Mr. Furlong, the subject of a criminal investigation by the Pentagon’s inspector general, was accused of carrying out “unauthorized” intelligence gathering .
It is difficult to assess the merits of Mr. Clarridge’s dispatches; some reviewed by The Times appear to be based on rumors or rehashes of press reports.
But in August 2009 Mr. Clarridge gave the military an in-depth report about a militant group, the Haqqani Network, a document that officials said helped the military track Haqqani fighters.
When the military would not listen to him, Mr. Clarridge found other ways to peddle his information. For instance, his private spies in April and May were reporting that Mullah Muhammad Omar, the reclusive cleric who leads the Afghan Taliban, had been captured by Pakistani officials and placed under house arrest.

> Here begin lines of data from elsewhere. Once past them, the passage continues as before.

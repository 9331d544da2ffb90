//! Engine configuration loaded from environment variables.
//!
//! # Environment Variables
//!
//! ## Required
//! - `DATABASE_URL` - `PostgreSQL` connection string
//! - `SHOPIFY_STORE` - Shopify store domain (e.g., your-store.myshopify.com)
//! - `SHOPIFY_ACCESS_TOKEN` - Admin API access token (HIGH PRIVILEGE)
//!
//! ## Optional
//! - `SHOPIFY_API_VERSION` - API version (default: 2025-10)
//! - `WAREHOUSE_API_URL` - Sellmate stock endpoint, bootstrap fallback for
//!   the settings-stored credentials
//! - `WAREHOUSE_API_TOKEN` - Sellmate bearer token, set together with the URL
//!
//! Warehouse credentials normally live in the settings table so operators
//! can rotate them without redeploying; the env pair only seeds fresh
//! installs.

use std::collections::HashMap;

use secrecy::SecretString;
use thiserror::Error;

const MIN_ENTROPY_BITS_PER_CHAR: f64 = 3.3;
const DEFAULT_API_VERSION: &str = "2025-10";

/// Blocklist of common placeholder patterns (case-insensitive)
const PLACEHOLDER_PATTERNS: &[&str] = &[
    "your-",
    "changeme",
    "replace",
    "placeholder",
    "example",
    "secret",
    "password",
    "xxx",
    "todo",
    "fixme",
    "insert",
    "enter-",
    "put-your",
    "add-your",
];

/// Configuration errors that can occur during loading.
#[derive(Debug, Error)]
pub enum ConfigError {
    #[error("Missing environment variable: {0}")]
    MissingEnvVar(String),
    #[error("Invalid environment variable {0}: {1}")]
    InvalidEnvVar(String, String),
    #[error("Insecure secret in {0}: {1}")]
    InsecureSecret(String, String),
}

/// Engine configuration.
#[derive(Debug, Clone)]
pub struct EngineConfig {
    /// `PostgreSQL` database connection URL (contains password)
    pub database_url: SecretString,
    /// Shopify Admin API configuration
    pub shopify: ShopifyConfig,
    /// Warehouse credentials from the environment, if provided
    pub warehouse: Option<WarehouseEnvConfig>,
}

/// Shopify Admin API configuration.
///
/// Implements `Debug` manually to redact the HIGH PRIVILEGE access token.
#[derive(Clone)]
pub struct ShopifyConfig {
    /// Shopify store domain (e.g., your-store.myshopify.com)
    pub store: String,
    /// Shopify API version (e.g., 2025-10)
    pub api_version: String,
    /// Admin API access token (HIGH PRIVILEGE - full store access)
    pub access_token: SecretString,
}

impl ShopifyConfig {
    /// The GraphQL endpoint for this store and API version.
    #[must_use]
    pub fn graphql_endpoint(&self) -> String {
        format!(
            "https://{}/admin/api/{}/graphql.json",
            self.store, self.api_version
        )
    }
}

impl std::fmt::Debug for ShopifyConfig {
    fn fmt(&self, f: &mut std::fmt::Formatter<'_>) -> std::fmt::Result {
        f.debug_struct("ShopifyConfig")
            .field("store", &self.store)
            .field("api_version", &self.api_version)
            .field("access_token", &"[REDACTED]")
            .finish()
    }
}

/// Warehouse API credentials supplied via environment.
///
/// Implements `Debug` manually to redact the bearer token.
#[derive(Clone)]
pub struct WarehouseEnvConfig {
    /// Stock listing endpoint.
    pub api_url: String,
    /// Bearer token.
    pub api_token: SecretString,
}

impl std::fmt::Debug for WarehouseEnvConfig {
    fn fmt(&self, f: &mut std::fmt::Formatter<'_>) -> std::fmt::Result {
        f.debug_struct("WarehouseEnvConfig")
            .field("api_url", &self.api_url)
            .field("api_token", &"[REDACTED]")
            .finish()
    }
}

impl EngineConfig {
    /// Load configuration from environment variables.
    ///
    /// Calls `dotenvy::dotenv()` to load from `.env` file if present.
    ///
    /// # Errors
    ///
    /// Returns `ConfigError` if required variables are missing, invalid, or
    /// if secrets fail validation (placeholder detection, entropy check).
    pub fn from_env() -> Result<Self, ConfigError> {
        // Load .env file if present (ignore errors if not found)
        let _ = dotenvy::dotenv();

        let database_url = SecretString::from(get_required_env("DATABASE_URL")?);
        let shopify = ShopifyConfig::from_env()?;
        let warehouse = WarehouseEnvConfig::from_env()?;

        Ok(Self {
            database_url,
            shopify,
            warehouse,
        })
    }
}

impl ShopifyConfig {
    fn from_env() -> Result<Self, ConfigError> {
        Ok(Self {
            store: get_required_env("SHOPIFY_STORE")?,
            api_version: get_env_or_default("SHOPIFY_API_VERSION", DEFAULT_API_VERSION),
            access_token: get_validated_secret("SHOPIFY_ACCESS_TOKEN")?,
        })
    }
}

impl WarehouseEnvConfig {
    /// Load warehouse credentials from environment.
    ///
    /// Returns `None` if neither variable is set (settings table only).
    /// Setting one without the other is a configuration mistake.
    fn from_env() -> Result<Option<Self>, ConfigError> {
        let api_url = get_optional_env("WAREHOUSE_API_URL");
        let api_token = get_optional_env("WAREHOUSE_API_TOKEN");

        match (api_url, api_token) {
            (Some(url), Some(token)) => {
                if let Err(e) = validate_secret_strength(&token, "WAREHOUSE_API_TOKEN") {
                    tracing::warn!("WAREHOUSE_API_TOKEN validation warning: {e}");
                }
                Ok(Some(Self {
                    api_url: url,
                    api_token: SecretString::from(token),
                }))
            }
            (None, None) => Ok(None),
            _ => Err(ConfigError::InvalidEnvVar(
                "WAREHOUSE_*".to_string(),
                "Both WAREHOUSE_API_URL and WAREHOUSE_API_TOKEN must be set together".to_string(),
            )),
        }
    }
}

// =============================================================================
// Helper Functions
// =============================================================================

/// Get a required environment variable.
fn get_required_env(key: &str) -> Result<String, ConfigError> {
    std::env::var(key).map_err(|_| ConfigError::MissingEnvVar(key.to_string()))
}

/// Get an optional environment variable.
fn get_optional_env(key: &str) -> Option<String> {
    std::env::var(key).ok()
}

/// Get an environment variable with a default value.
fn get_env_or_default(key: &str, default: &str) -> String {
    std::env::var(key).unwrap_or_else(|_| default.to_string())
}

/// Calculate Shannon entropy in bits per character.
fn shannon_entropy(s: &str) -> f64 {
    if s.is_empty() {
        return 0.0;
    }

    let mut freq: HashMap<char, usize> = HashMap::new();
    for c in s.chars() {
        *freq.entry(c).or_insert(0) += 1;
    }

    #[allow(clippy::cast_precision_loss)] // String length will never exceed f64 precision
    let len = s.len() as f64;
    freq.values()
        .map(|&count| {
            #[allow(clippy::cast_precision_loss)] // Character count will never exceed f64 precision
            let p = count as f64 / len;
            -p * p.log2()
        })
        .sum()
}

/// Validate that a secret is not a placeholder and has sufficient entropy.
fn validate_secret_strength(secret: &str, var_name: &str) -> Result<(), ConfigError> {
    let lower = secret.to_lowercase();

    // Check blocklist
    for pattern in PLACEHOLDER_PATTERNS {
        if lower.contains(pattern) {
            return Err(ConfigError::InsecureSecret(
                var_name.to_string(),
                format!("appears to be a placeholder (contains '{pattern}')"),
            ));
        }
    }

    // Check entropy (real secrets like API tokens have high entropy)
    let entropy = shannon_entropy(secret);
    if entropy < MIN_ENTROPY_BITS_PER_CHAR {
        return Err(ConfigError::InsecureSecret(
            var_name.to_string(),
            format!(
                "entropy too low ({entropy:.2} bits/char, need >= {MIN_ENTROPY_BITS_PER_CHAR:.1}). Use a randomly generated secret."
            ),
        ));
    }

    Ok(())
}

/// Load and validate a secret from environment.
fn get_validated_secret(key: &str) -> Result<SecretString, ConfigError> {
    let value = get_required_env(key)?;
    validate_secret_strength(&value, key)?;
    Ok(SecretString::from(value))
}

Both military and intelligence officials said the information could not be corroborated, but Mr. Clarridge used back channels to pass it on to senior Obama administration officials, including Dennis C. Blair, then the director of national intelligence.
Mr. Clarridge and his spy network also took sides in an internecine government battle over Ahmed Wali Karzai, head of the Khandahar Provincial Council.
In early 2010, when Mr. Clarridge was under contract to the military, the former spy helped produce a dossier for commanders detailing allegations about Mr. Karzai’s drug connections, land grabs and even murders in southern Afghanistan.
The document speculates that Mr. Karzai’s ties to the C.I.A. - which has paid him since 2001 - may be the reason the agency “is the only member of the country team in Kabul not to advocate taking a more active stance against AWK.”
Ultimately, though, the military could not amass enough hard proof to convince other American officials of Mr. Karzai’s supposed crimes, and backed off efforts to remove him from power.
Mr. Clarridge would soon set his sights higher: on President Hamid Karzai himself.
Mr. Clarridge pushed a plan to prove that the president was a heroin addict - by collecting Hamid Karzai’s beard clippings and running DNA tests. He eventually dropped his idea when the Obama administration signaled it was committed to bolstering the Karzai government.
American law prohibits private citizens from actively undermining a foreign government, but prosecutions have been limited to people raising private armies. Legal experts said Mr. Clarridge’s plans against the Afghan president would probably not violate the law.
When he was an official spy, Mr. Clarridge recalled in his memoir, he bristled at the C.I.A.’s bureaucracy for thwarting his plans . “It’s not like I’m running my own private C.I.A.,” he wrote, “and can do what I want.”